The database has already collected 107,000 samples from lost children and 35,000 from the parents of missing children, she said.

The database is composed of blood samples taken by the police from missing children's parents, children suspected of having been abducted or with an unclear history, children in social welfare institutes, homeless children and child beggars, according to the ministry.

Information on the database is shared among the 236 DNA laboratories in the country.

"All homeless children must take blood tests before they can be adopted and this information will be included on the DNA database," Meng said. "Chinese children adopted by foreign families are also required to take the test."

It costs 100 yuan (US$14.8) to take a blood sample, while the cost of DNA tests vary. In Beijing, each DNA test costs at least 2,400 yuan, she said.

Police authorities cover the expense, so the service is free for parents and children.

During a nine-month anti-trafficking campaign, which began in April 2009, police rescued a total of 14,717 women and children, according to the ministry's latest data.

They arrested 17,528 suspects, including 19 who had a level A (most wanted) warrant against them.

About 30,000 to 60,000 children are reported missing every year in China, but it is hard to estimate how many are cases of human trafficking, the ministry said.

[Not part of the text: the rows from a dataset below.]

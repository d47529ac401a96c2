pub mod api_client;

pub use api_client::ApiClient;

use crate::models::Report;

/// Origen de los reportes pendientes que muestra el mapa
#[allow(async_fn_in_trait)]
pub trait ReportSource {
    /// Lista de reportes pendientes; una sola consulta, sin suscripción
    async fn pending_reports(&self) -> Result<Vec<Report>, String>;
}
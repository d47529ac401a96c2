use crate::models::MapReport;
use crate::viewmodels::ViewportCommand;

/// Trait común para renderizadores de mapas
pub trait MapRenderer {
    /// Handle del marcador; al soltarlo el marcador desaparece del mapa
    type Marker;

    /// Aplicar centro/zoom o encuadre de bounds
    fn apply_viewport(&self, command: &ViewportCommand) -> Result<(), MapError>;

    /// Agregar el marcador de un reporte
    fn add_report_marker(&self, report: &MapReport) -> Result<Self::Marker, MapError>;
}

/// Error del mapa
#[derive(Debug, Clone, PartialEq)]
pub enum MapError {
    NotReady,
    ContainerMissing,
    InvalidCoordinates(i64),
    Serialization(String),
    Dom(String),
}

impl std::fmt::Display for MapError {
    fn fmt(&self, f: &mut std::fmt::Formatter<'_>) -> std::fmt::Result {
        match self {
            MapError::NotReady => write!(f, "Google Maps SDK is not ready"),
            MapError::ContainerMissing => write!(f, "Map container element not found"),
            MapError::InvalidCoordinates(id) => write!(f, "Report {} has no usable coordinates", id),
            MapError::Serialization(msg) => write!(f, "Serialization error: {}", msg),
            MapError::Dom(msg) => write!(f, "DOM error: {}", msg),
        }
    }
}

impl std::error::Error for MapError {}

#[cfg(test)]
mod tests {
    use super::*;

    #[test]
    fn error_messages() {
        assert_eq!(MapError::NotReady.to_string(), "Google Maps SDK is not ready");
        assert_eq!(
            MapError::InvalidCoordinates(42).to_string(),
            "Report 42 has no usable coordinates"
        );
    }
}
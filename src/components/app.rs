use yew::prelude::*;

use crate::components::GoogleMapSection;

#[function_component(App)]
pub fn app() -> Html {
    html! {
        <main class="waste-map-page">
            <header class="app-header">
                <h1>{"Pending Waste Reports"}</h1>
            </header>
            <GoogleMapSection />
        </main>
    }
}
//! 손실/손상 시뮬레이션
//!
//! 체크섬이 찍힌 뒤의 송신 패킷을 확률적으로 버리거나 페이로드를 변조한다.
//! 시드를 주면 결과가 재현 가능하다.

use rand::rngs::StdRng;
use rand::{Rng, SeedableRng};
use serde::{Deserialize, Serialize};
use tracing::debug;

use crate::packet::{Packet, PacketKind};
use crate::{Error, Result};

/// 손상 방식
#[derive(Debug, Clone, Copy, PartialEq, Eq, Default, Serialize, Deserialize)]
#[serde(rename_all = "snake_case")]
pub enum CorruptionKind {
    /// 매번 아래 둘 중 하나를 무작위로 선택
    #[default]
    Random,
    /// 한 문자의 최하위 비트 반전
    BitFlip,
    /// 한 문자를 다른 알파벳으로 교체
    CharacterChange,
}

impl std::str::FromStr for CorruptionKind {
    type Err = Error;

    fn from_str(s: &str) -> Result<Self> {
        match s.to_ascii_lowercase().replace('-', "_").as_str() {
            "random" => Ok(CorruptionKind::Random),
            "bit_flip" => Ok(CorruptionKind::BitFlip),
            "character_change" | "char_change" => Ok(CorruptionKind::CharacterChange),
            other => Err(Error::InvalidConfig(format!("알 수 없는 손상 방식: {}", other))),
        }
    }
}

/// 시뮬레이션 설정
#[derive(Debug, Clone, PartialEq, Default)]
pub struct FaultConfig {
    /// 패킷 손실 확률 (0.0 ~ 1.0)
    pub loss_probability: f64,

    /// 페이로드 손상 확률 (0.0 ~ 1.0)
    pub corruption_probability: f64,

    pub corruption: CorruptionKind,

    /// 고정 시드 (None이면 OS 엔트로피)
    pub seed: Option<u64>,
}

impl FaultConfig {
    pub fn lossy(loss_probability: f64, seed: u64) -> Self {
        Self {
            loss_probability,
            seed: Some(seed),
            ..Self::default()
        }
    }

    pub fn is_active(&self) -> bool {
        self.loss_probability > 0.0 || self.corruption_probability > 0.0
    }

    pub fn validate(&self) -> Result<()> {
        for (name, p) in [
            ("loss_probability", self.loss_probability),
            ("corruption_probability", self.corruption_probability),
        ] {
            if !(0.0..=1.0).contains(&p) {
                return Err(Error::InvalidConfig(format!(
                    "{}는 0.0~1.0 사이여야 함: {}",
                    name, p
                )));
            }
        }
        Ok(())
    }
}

/// 송신 경로에 끼워 넣는 결함 주입기
#[derive(Debug)]
pub struct FaultInjector {
    config: FaultConfig,
    rng: StdRng,
    dropped: u64,
    corrupted: u64,
}

impl FaultInjector {
    pub fn new(config: FaultConfig) -> Self {
        let rng = match config.seed {
            Some(seed) => StdRng::seed_from_u64(seed),
            None => StdRng::from_entropy(),
        };
        Self {
            config,
            rng,
            dropped: 0,
            corrupted: 0,
        }
    }

    pub fn dropped(&self) -> u64 {
        self.dropped
    }

    pub fn corrupted(&self) -> u64 {
        self.corrupted
    }

    /// 패킷 통과 여부 결정. `None`이면 손실.
    pub fn apply(&mut self, packet: Packet) -> Option<Packet> {
        if self.config.loss_probability > 0.0 && self.rng.gen_bool(self.config.loss_probability) {
            self.dropped += 1;
            debug!("[시뮬레이션] 패킷 손실: {}", packet);
            return None;
        }

        // 제어 패킷은 페이로드가 없으므로 손상 대상이 아님
        if packet.kind() != PacketKind::Data || packet.payload().is_empty() {
            return Some(packet);
        }

        if self.config.corruption_probability > 0.0
            && self.rng.gen_bool(self.config.corruption_probability)
        {
            let payload = self.corrupt(packet.payload());
            self.corrupted += 1;
            debug!(
                "[시뮬레이션] 페이로드 손상: Seq: {} | '{}' -> '{}'",
                packet.sequence(),
                packet.payload(),
                payload
            );
            return Some(Packet::from_parts(
                packet.sequence(),
                payload,
                packet.checksum(),
                packet.kind(),
                *packet.metadata(),
            ));
        }

        Some(packet)
    }

    fn corrupt(&mut self, payload: &str) -> String {
        let mut chars: Vec<char> = payload.chars().collect();
        let index = self.rng.gen_range(0..chars.len());

        let kind = match self.config.corruption {
            CorruptionKind::Random => {
                if self.rng.gen_bool(0.5) {
                    CorruptionKind::BitFlip
                } else {
                    CorruptionKind::CharacterChange
                }
            }
            other => other,
        };

        let original = chars[index];
        chars[index] = match kind {
            CorruptionKind::BitFlip => char::from_u32(original as u32 ^ 1).unwrap_or('?'),
            _ => {
                let mut replacement = original;
                while replacement == original {
                    replacement = char::from(self.rng.gen_range(b'a'..=b'z'));
                }
                replacement
            }
        };
        chars.into_iter().collect()
    }
}
//! 두 엔진을 손실 링크로 직접 연결한 시나리오 테스트
//!
//! tokio 시간을 멈춘 상태로 돌리므로 타임아웃이 즉시, 결정적으로 처리된다.

use std::time::Duration;

use rdt::timer::ExpiryReceiver;
use rdt::{
    ArqEngine, EngineEvent, FaultConfig, FaultInjector, OperationMode, SessionParams,
    SessionState,
};
use tokio::sync::mpsc;

const MESSAGE: &str = "Esta é uma mensagem de teste para o protocolo de transporte confiável.";

struct Endpoint {
    engine: ArqEngine,
    expiry_rx: ExpiryReceiver,
    fault: FaultInjector,
    delivered: Vec<String>,
    failed: Option<String>,
}

impl Endpoint {
    fn new(params: SessionParams, fault: FaultConfig) -> Self {
        let (tx, rx) = mpsc::unbounded_channel();
        Self {
            engine: ArqEngine::new(params, tx),
            expiry_rx: rx,
            fault: FaultInjector::new(fault),
            delivered: Vec::new(),
            failed: None,
        }
    }

    fn collect_events(&mut self) {
        while let Some(event) = self.engine.poll_event() {
            match event {
                EngineEvent::MessageDelivered(text) => self.delivered.push(text),
                EngineEvent::Failed { reason } => self.failed = Some(reason),
                EngineEvent::Closed => {}
            }
        }
    }
}

/// a의 출력을 b로 (a의 결함 주입기 통과). 옮긴 패킷이 있으면 true.
fn forward(from: &mut Endpoint, to: &mut Endpoint) -> bool {
    let mut moved = false;
    while let Some(packet) = from.engine.poll_transmit() {
        moved = true;
        if let Some(packet) = from.fault.apply(packet) {
            let _ = to.engine.handle_packet(packet);
        }
    }
    moved
}

/// 송신측이 종료(Closed/Failed)될 때까지 링크 구동
async fn run_link(sender: &mut Endpoint, receiver: &mut Endpoint) {
    loop {
        let a = forward(sender, receiver);
        let b = forward(receiver, sender);
        sender.collect_events();
        receiver.collect_events();

        if sender.engine.state().is_terminal() {
            break;
        }
        if a || b {
            continue;
        }

        tokio::select! {
            Some(expiry) = sender.expiry_rx.recv() => {
                let _ = sender.engine.handle_expiry(expiry);
            }
            Some(expiry) = receiver.expiry_rx.recv() => {
                let _ = receiver.engine.handle_expiry(expiry);
            }
        }
    }
}

fn params(mode: OperationMode, max_retransmits: u32) -> SessionParams {
    SessionParams::default()
        .with_mode(mode)
        .with_window_size(5)
        .with_timeout(Duration::from_millis(500))
        .with_max_retransmits(max_retransmits)
}

async fn lossy_transfer(mode: OperationMode) {
    let params = params(mode, 12);
    let mut sender = Endpoint::new(params, FaultConfig::lossy(0.2, 20240501));
    let mut receiver = Endpoint::new(params, FaultConfig::lossy(0.2, 7));

    sender.engine.send_message(MESSAGE).unwrap();
    sender.engine.finish();
    run_link(&mut sender, &mut receiver).await;

    assert_eq!(sender.failed, None);
    assert_eq!(sender.engine.state(), SessionState::Closed);
    assert_eq!(receiver.delivered, vec![MESSAGE.to_string()]);
    assert!(sender.fault.dropped() + receiver.fault.dropped() > 0);
    assert!(sender.engine.stats().retransmissions > 0);
}

#[tokio::test(start_paused = true)]
async fn test_selective_repeat_survives_twenty_percent_loss() {
    lossy_transfer(OperationMode::SelectiveRepeat).await;
}

#[tokio::test(start_paused = true)]
async fn test_go_back_n_survives_twenty_percent_loss() {
    lossy_transfer(OperationMode::GoBackN).await;
}

#[tokio::test(start_paused = true)]
async fn test_corruption_is_repaired() {
    for mode in [OperationMode::GoBackN, OperationMode::SelectiveRepeat] {
        let params = params(mode, 12);
        let corrupting = FaultConfig {
            corruption_probability: 0.3,
            seed: Some(99),
            ..FaultConfig::default()
        };
        let mut sender = Endpoint::new(params, corrupting);
        let mut receiver = Endpoint::new(params, FaultConfig::default());

        sender.engine.send_message(MESSAGE).unwrap();
        sender.engine.finish();
        run_link(&mut sender, &mut receiver).await;

        assert_eq!(receiver.delivered, vec![MESSAGE.to_string()]);
        assert!(receiver.engine.stats().checksum_errors > 0);
        assert!(sender.engine.stats().nacks_received > 0);
    }
}

async fn dead_link(mode: OperationMode) {
    let params = params(mode, 3);
    let mut sender = Endpoint::new(params, FaultConfig::lossy(1.0, 1));
    let mut receiver = Endpoint::new(params, FaultConfig::default());

    let started = tokio::time::Instant::now();
    sender.engine.send_message(MESSAGE).unwrap();
    sender.engine.finish();
    run_link(&mut sender, &mut receiver).await;

    assert_eq!(sender.engine.state(), SessionState::Failed);
    assert!(sender.failed.is_some());
    assert!(receiver.delivered.is_empty());
    // 최초 전송 + 3회 재전송 후 네 번째 만료에서 실패
    let elapsed = started.elapsed();
    assert!(elapsed >= Duration::from_millis(500 * 4));
    assert!(elapsed < Duration::from_millis(500 * 5));
}

#[tokio::test(start_paused = true)]
async fn test_selective_repeat_dead_link_fails_after_retransmit_budget() {
    dead_link(OperationMode::SelectiveRepeat).await;
}

#[tokio::test(start_paused = true)]
async fn test_go_back_n_dead_link_fails_after_retransmit_budget() {
    dead_link(OperationMode::GoBackN).await;
}

#[tokio::test(start_paused = true)]
async fn test_multiple_messages_arrive_in_order() {
    let params = params(OperationMode::SelectiveRepeat, 12);
    let mut sender = Endpoint::new(params, FaultConfig::lossy(0.2, 3));
    let mut receiver = Endpoint::new(params, FaultConfig::lossy(0.2, 4));

    let messages: Vec<String> = (0..3)
        .map(|i| format!("Mensagem número {} com pelo menos trinta caracteres", i))
        .collect();
    for message in &messages {
        sender.engine.send_message(message).unwrap();
    }
    sender.engine.finish();
    run_link(&mut sender, &mut receiver).await;

    assert_eq!(receiver.delivered, messages);
}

"The increasing number of trafficking cases in China is due to a large buyer's market and poor awareness of victims," Zhang Jing, a senior official of the All China Women's Federation, said at the forum on Tuesday.

Boys are especially in demand, because many Chinese families in rural areas want to have a son to carry on the family name, partially because the country's land allotment system is biased towards males.

In cities, the "incomplete social security system" places children in the migrant population at higher risk of being kidnapped, Meng said.

Since it is hard for them to enter kindergartens or schools in cities, they are easy prey for traffickers while their parents are busy working to earn money, she added.

Police across the country will treat all cases of missing women and children as crimes, setting up a special investigative team for each incident, in the latest bid to curb human trafficking, the MPS announced earlier this month.

The move, which follows the nine-month campaign against human trafficking, aims to allocate more manpower and resources to cases involving missing women and children.